As you know, it’s September 1969, and our vampire soap opera is reaching the peak of its popularity. After school, the kids all hurry home to check in with Collinwood, and find out what the vampires and witches and mad scientists are up to. Dark Shadows owns Mondays through Fridays — but on Saturday mornings, where we least expected it, a new creature is born. It has five heads and twelve legs, and it will run forever.

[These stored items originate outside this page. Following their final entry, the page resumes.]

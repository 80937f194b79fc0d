//! Read-only questions about the tree under a selection.

use crate::node::{Align, Document, ElementKind, MarkKind, Marks, Node, Point, Selection};
use crate::path::{self, Path};

/// Leaves sharing a non-empty stretch of text with an expanded selection.
pub fn selected_leaves<'a>(doc: &'a Document, selection: &Selection) -> Vec<(Path, &'a Marks)> {
    let (start, end) = selection.ordered();
    doc.paths_between(&start.path, &end.path)
        .into_iter()
        .filter_map(|p| {
            let Ok(Node::Text(t)) = doc.node(&p) else {
                return None;
            };
            let from = if p == start.path { start.offset } else { 0 };
            let to = if p == end.path { end.offset } else { t.text.len() };
            (from < to).then_some((p, &t.marks))
        })
        .collect()
}

/// Marks newly typed text at `point` would pick up: those of the leaf under
/// the caret, or of the leaf just before it when the caret sits at the start
/// of a leaf.
pub fn caret_marks(doc: &Document, point: &Point) -> Option<Marks> {
    let leaf = doc.leaf(&point.path).ok()?;
    if point.offset == 0 {
        if let Ok(prev) = path::previous(&point.path) {
            if let Ok(Node::Text(prev)) = doc.node(&prev) {
                return Some(prev.marks.clone());
            }
        }
    }
    Some(leaf.marks.clone())
}

/// For an expanded selection: true iff every intersecting leaf carries the
/// mark with a truthy value. A collapsed selection asks the caret.
pub fn is_mark_active(doc: &Document, selection: &Selection, kind: MarkKind) -> bool {
    if selection.is_collapsed() {
        return caret_marks(doc, &selection.anchor).is_some_and(|m| m.is_active(kind));
    }
    let leaves = selected_leaves(doc, selection);
    !leaves.is_empty() && leaves.iter().all(|(_, marks)| marks.is_active(kind))
}

/// Truthy marks shared, with equal values, by the whole selection.
pub fn active_marks(doc: &Document, selection: &Selection) -> Marks {
    if selection.is_collapsed() {
        return caret_marks(doc, &selection.anchor)
            .map(|m| m.resolved())
            .unwrap_or_default();
    }
    let leaves = selected_leaves(doc, selection);
    let Some(((_, first), rest)) = leaves.split_first() else {
        return Marks::new();
    };
    let mut shared = first.resolved();
    for (_, marks) in rest {
        shared = shared
            .iter()
            .filter(|(kind, value)| marks.get(*kind) == Some(*value))
            .fold(Marks::new(), |acc, (kind, value)| acc.with(kind, value.clone()));
    }
    shared
}

/// True iff an element of `kind` encloses the anchor or lies inside the
/// selected span. A selection that only partly covers such an element still
/// reports it active, so toggling `kind` turns the whole selection off.
pub fn is_block_active(doc: &Document, selection: &Selection, kind: ElementKind) -> bool {
    let (start, end) = selection.ordered();
    doc.paths_between(&start.path, &end.path)
        .iter()
        .any(|p| doc.node(p).ok().and_then(Node::kind) == Some(kind))
}

/// Path and kind of the text block holding the anchor.
pub fn anchor_block(doc: &Document, selection: &Selection) -> Option<(Path, ElementKind)> {
    doc.block_of(&selection.anchor.path)
        .ok()
        .map(|(path, el)| (path, el.kind))
}

pub fn active_alignment(doc: &Document, selection: &Selection) -> Option<Align> {
    doc.block_of(&selection.anchor.path).ok().and_then(|(_, el)| el.align)
}

/// `checked` of the checklist item holding the anchor.
pub fn active_checklist_checked(doc: &Document, selection: &Selection) -> Option<bool> {
    doc.block_of(&selection.anchor.path)
        .ok()
        .and_then(|(_, el)| el.checked)
}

Scooby-Doo, Where Are You! is an occult-tinged mystery-adventure cartoon sitcom about four hep teens and a talking Great Dane, who travel around the country in a van called the Mystery Machine. Each week, they visit one desolate tourist attraction after another — an abandoned circus, a deserted mansion, an old marina or a haunted hunting lodge — where they inevitably find a ghost, a witch, a Frankenstein, a phantom (which is a kind of ghost), a mummy, a zombie, a killer robot, or a snow ghost (which is also a kind of ghost).
The monsters are thrilling, but they aren’t real; the creature is always caught at the end of the episode and unmasked, revealing that they’re actually someone that the teens already know. This is a comforting, rational world, where there’s no such thing as a monster — there’s just your Uncle Stuart, or that nice archaeologist, or the curator of a local museum, and they’re dressing up as monsters because they’re committing a crime, and they want to murder you.
On Dark Shadows, of course, there are actual monsters, and the real mystery machine is the television, which is broadcasting directly at a defenseless audience of housewives and children with twenty-two minutes a day of black magic and werewolf attacks. For the last two and a half years, we’ve been asking the question, “How did they get away with this?” The answer, as far as I can figure, is that nobody actually cared. Everyone thought that Dark Shadows was perfectly acceptable children’s television; that’s why they made trading cards and View-Master reels and joke books.
But as summer wanes, that begins to change. The fall of 1969 is where we start asking the flip side of that question, namely: How did they stop getting away with it?